//! Blob operations for item storage.
//!
//! Each item is stored as a separate JSON file holding its typed attribute
//! map, e.g.
//!
//! ```text
//! {
//!   "key": { "S": "user/1" },
//!   "rawJson": { "M": { "name": { "S": "Alice" } } }
//! }
//! ```
//!
//! Attribute maps are ordered, so equal items always produce the same blob.

use git2::Repository;

use crate::durable::{AttributeValue, Item, KEY_ATTR};
use crate::storage::error::{StorageError, StorageResult};
use crate::storage::types::{BlobId, ItemKey};

/// serialize an item to JSON bytes
pub fn serialize_item(item: &Item) -> StorageResult<Vec<u8>> {
    Ok(serde_json::to_vec_pretty(item)?)
}

/// deserialize an item from JSON bytes
///
/// validates that the key stored in the item matches the file it came from
pub fn deserialize_item(bytes: &[u8], expected_key: &ItemKey) -> StorageResult<Item> {
    let item: Item = serde_json::from_slice(bytes)?;

    let stored = item.get(KEY_ATTR).and_then(AttributeValue::as_s);
    if stored != Some(expected_key.as_str()) {
        return Err(StorageError::CorruptedData {
            path: expected_key.file_name().into(),
            reason: format!(
                "key mismatch: file name suggests '{}' but content has {:?}",
                expected_key, stored
            ),
        });
    }

    Ok(item)
}

/// write an item as a blob to the repository
///
/// returns the blob ID (SHA-1 hash of the content)
pub fn write_blob(repo: &Repository, item: &Item) -> StorageResult<BlobId> {
    let bytes = serialize_item(item)?;
    let oid = repo.blob(&bytes)?;
    Ok(BlobId::new(oid))
}

/// read a blob's content from the repository
pub fn read_blob(repo: &Repository, blob_id: BlobId) -> StorageResult<Vec<u8>> {
    let blob = repo.find_blob(blob_id.raw())?;
    Ok(blob.content().to_vec())
}
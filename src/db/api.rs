//! Database API - high-level interface over a key-value store backend.

use std::path::{Path, PathBuf};
use std::sync::Arc;

use serde_json::Value;
use thiserror::Error;
use tracing::info;

use super::config::{Backend, DatabaseConfig};
use crate::durable::{DurableConfig, DurableStore};
use crate::memory::{MemoryConfig, MemoryStore};
use crate::storage::{CommitInfo, GitProvider, GitRepository, StorageError, TableName};
use crate::store::{KeyValueStore, KeyValueStoreExt, StoreError, WriteTransaction};

/// Result type for database operations.
pub type DatabaseResult<T> = Result<T, DatabaseError>;

/// Database errors.
#[derive(Debug, Error)]
pub enum DatabaseError {
    #[error("store error: {0}")]
    Store(#[from] StoreError),

    #[error("storage error: {0}")]
    Storage(#[from] StorageError),

    #[error("invalid transaction: {0}")]
    InvalidTransaction(String),

    #[error("database not found: {0}")]
    NotFound(PathBuf),

    #[error("invalid configuration: {0}")]
    InvalidConfig(String),

    #[error("io error: {0}")]
    Io(#[from] std::io::Error),
}

/// The main database handle.
///
/// Cheap to clone; clones share the same store.
#[derive(Clone)]
pub struct Database {
    config: DatabaseConfig,
    store: Arc<dyn KeyValueStore>,
    /// Present for the Git backend only.
    repo: Option<GitRepository>,
}

impl Database {
    /// Open or create a Git-backed database at the given path.
    pub fn open(path: impl AsRef<Path>) -> DatabaseResult<Self> {
        Self::open_with_config(DatabaseConfig::new(path.as_ref()))
    }

    /// Create a new in-memory database.
    pub fn in_memory() -> Self {
        let store = MemoryStore::new();
        Self {
            config: DatabaseConfig::memory(),
            store: Arc::new(store),
            repo: None,
        }
    }

    /// Open or create a database with custom configuration.
    pub fn open_with_config(config: DatabaseConfig) -> DatabaseResult<Self> {
        let (store, repo): (Arc<dyn KeyValueStore>, Option<GitRepository>) = match config.backend {
            Backend::Memory => {
                let mut memory = MemoryConfig::new();
                memory.lock_timeout = config.lock_timeout_duration();
                let store: Arc<dyn KeyValueStore> = Arc::new(MemoryStore::with_config(memory));
                (store, None)
            }
            Backend::Git => {
                TableName::new(config.table.as_str()).map_err(StorageError::from)?;

                let repo = if config.create_if_missing {
                    GitRepository::open_or_init(&config.path)?
                } else if config.path.exists() {
                    GitRepository::open(&config.path)?
                } else {
                    return Err(DatabaseError::NotFound(config.path.clone()));
                };

                let provider = GitProvider::new(repo.clone());
                let store: Arc<dyn KeyValueStore> =
                    Arc::new(DurableStore::new(provider, DurableConfig::new(config.table.as_str())));
                (store, Some(repo))
            }
        };

        info!(backend = %config.backend, path = %config.path.display(), "Opened database");
        Ok(Self { config, store, repo })
    }

    /// The underlying store.
    pub fn store(&self) -> &dyn KeyValueStore {
        self.store.as_ref()
    }

    /// A shared handle to the underlying store, for use from other threads.
    pub fn shared_store(&self) -> Arc<dyn KeyValueStore> {
        Arc::clone(&self.store)
    }

    /// Get the configuration.
    pub fn config(&self) -> &DatabaseConfig {
        &self.config
    }

    /// Get the database path (meaningful for the Git backend).
    pub fn path(&self) -> &Path {
        &self.config.path
    }

    /// Check whether a key holds a record.
    pub fn has(&self, key: &str) -> DatabaseResult<bool> {
        Ok(self.store.has_key(key)?)
    }

    /// Read a JSON record.
    pub fn get(&self, key: &str) -> DatabaseResult<Value> {
        Ok(self.store.get_json_value(key)?)
    }

    /// Read a string list.
    pub fn get_list(&self, key: &str) -> DatabaseResult<Vec<String>> {
        Ok(self.store.get_string_list(key)?)
    }

    /// Read several JSON records; missing keys are skipped.
    pub fn get_many(&self, keys: &[String]) -> DatabaseResult<Vec<Value>> {
        let raws = self.store.get_jsons(keys)?;
        let values = raws
            .iter()
            .map(|raw| self.store.decode_value(raw))
            .collect::<Result<_, _>>()?;
        Ok(values)
    }

    /// Overwrite a single JSON record.
    pub fn set(&self, key: &str, value: &Value) -> DatabaseResult<()> {
        Ok(self.store.set_json(key, value)?)
    }

    /// Apply a transaction atomically.
    pub fn execute(&self, tx: &WriteTransaction) -> DatabaseResult<()> {
        Ok(self.store.execute_transaction(tx)?)
    }

    /// Parse a JSON transaction and apply it.
    pub fn execute_json(&self, text: &str) -> DatabaseResult<WriteTransaction> {
        let tx: WriteTransaction =
            serde_json::from_str(text).map_err(|e| DatabaseError::InvalidTransaction(e.to_string()))?;
        self.execute(&tx)?;
        Ok(tx)
    }

    /// Get the commit history, newest first; empty for the memory backend.
    pub fn history(&self, limit: Option<usize>) -> DatabaseResult<Vec<CommitInfo>> {
        match &self.repo {
            Some(repo) => Ok(repo.history(repo.head()?, limit)?),
            None => Ok(Vec::new()),
        }
    }
}

impl std::fmt::Debug for Database {
    fn fmt(&self, f: &mut std::fmt::Formatter<'_>) -> std::fmt::Result {
        f.debug_struct("Database")
            .field("backend", &self.store.backend_name())
            .field("path", &self.config.path)
            .finish()
    }
}
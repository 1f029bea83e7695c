//! The key-value store capability set.
//!
//! Both backends implement [`KeyValueStore`]; callers depend only on the
//! trait. The one operation with real weight is
//! [`execute_transaction`](KeyValueStore::execute_transaction): an atomic,
//! multi-key write over JSON records and string-list records.
//!
//! # Architecture
//!
//! ```text
//! ┌─────────────────────────────────────────────────────────────┐
//! │                      KeyValueStore                          │
//! │   (has_key, get_json, get_jsons, get_string_list, decode,   │
//! │                  execute_transaction)                       │
//! └─────────────────────────────────────────────────────────────┘
//!                 │                              │
//!                 ▼                              ▼
//!       ┌──────────────────┐          ┌──────────────────────┐
//!       │   MemoryStore    │          │  DurableStore<P>     │
//!       │ (per-key locks)  │          │ (conditional commit) │
//!       └──────────────────┘          └──────────────────────┘
//!                                                │
//!                                                ▼
//!                                     ┌──────────────────────┐
//!                                     │  TransactProvider    │
//!                                     │  (e.g. GitProvider)  │
//!                                     └──────────────────────┘
//! ```
//!
//! # Usage
//!
//! ```
//! use kvdb::memory::MemoryStore;
//! use kvdb::store::{KeyValueStore, KeyValueStoreExt, WriteTransaction};
//! use serde_json::json;
//!
//! let store = MemoryStore::new();
//! let tx = WriteTransaction::new().create("k", &json!({"a": 1}))?;
//! store.execute_transaction(&tx)?;
//!
//! let tx = WriteTransaction::new().set_field("k", "b", &2)?;
//! store.execute_transaction(&tx)?;
//!
//! let value: serde_json::Value = store.get_json("k")?;
//! assert_eq!(value, json!({"a": 1, "b": 2}));
//! # Ok::<(), kvdb::store::StoreError>(())
//! ```

mod error;
mod record;
mod token;
mod transaction;

use serde::de::DeserializeOwned;
use serde::Serialize;
use serde_json::Value;

pub use error::{Precondition, StoreError, StoreResult, TxGroup};
pub use record::RawRecord;
pub use token::RequestToken;
pub use transaction::WriteTransaction;

/// Operations shared by every backend.
///
/// Implementations must be safe to call from many threads at once.
pub trait KeyValueStore: Send + Sync {
    /// Check whether the key holds a record of either kind.
    fn has_key(&self, key: &str) -> StoreResult<bool>;

    /// Read a JSON record.
    ///
    /// Fails with `NotFound` when no JSON record exists under the key.
    fn get_json_value(&self, key: &str) -> StoreResult<Value>;

    /// Read several JSON records at once.
    ///
    /// Missing keys are simply absent from the result.
    fn get_jsons(&self, keys: &[String]) -> StoreResult<Vec<RawRecord>>;

    /// Read a string-list record.
    fn get_string_list(&self, key: &str) -> StoreResult<Vec<String>>;

    /// Apply a transaction atomically.
    ///
    /// Either every mutation becomes visible or none does.
    fn execute_transaction(&self, tx: &WriteTransaction) -> StoreResult<()>;

    /// Extract the JSON payload from a record returned by [`get_jsons`](Self::get_jsons).
    fn decode_value(&self, raw: &RawRecord) -> StoreResult<Value>;

    /// Short backend name for logs and the CLI.
    fn backend_name(&self) -> &'static str;
}

/// Typed helpers layered over [`KeyValueStore`].
pub trait KeyValueStoreExt: KeyValueStore {
    /// Read a JSON record into `T`.
    fn get_json<T: DeserializeOwned>(&self, key: &str) -> StoreResult<T> {
        let value = self.get_json_value(key)?;
        serde_json::from_value(value).map_err(|e| StoreError::decode(key, e))
    }

    /// Decode a raw record into `T`.
    fn decode<T: DeserializeOwned>(&self, raw: &RawRecord) -> StoreResult<T> {
        let value = self.decode_value(raw)?;
        Ok(serde_json::from_value(value)?)
    }

    /// Overwrite a single JSON record.
    fn set_json<T: Serialize + ?Sized>(&self, key: &str, value: &T) -> StoreResult<()> {
        let tx = WriteTransaction::new().overwrite(key, value)?;
        self.execute_transaction(&tx)
    }
}

impl<S: KeyValueStore + ?Sized> KeyValueStoreExt for S {}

**Work to be completed**
Print only the lines from the top of the data above down to the line holding "it came from", inclusive.

**Reply**
//! Blob operations for item storage.
//!
//! Each item is stored as a separate JSON file holding its typed attribute
//! map, e.g.
//!
//! ```text
//! {
//!   "key": { "S": "user/1" },
//!   "rawJson": { "M": { "name": { "S": "Alice" } } }
//! }
//! ```
//!
//! Attribute maps are ordered, so equal items always produce the same blob.

use git2::Repository;

use crate::durable::{AttributeValue, Item, KEY_ATTR};
use crate::storage::error::{StorageError, StorageResult};
use crate::storage::types::{BlobId, ItemKey};

/// serialize an item to JSON bytes
pub fn serialize_item(item: &Item) -> StorageResult<Vec<u8>> {
    Ok(serde_json::to_vec_pretty(item)?)
}

/// deserialize an item from JSON bytes
///
/// validates that the key stored in the item matches the file it came from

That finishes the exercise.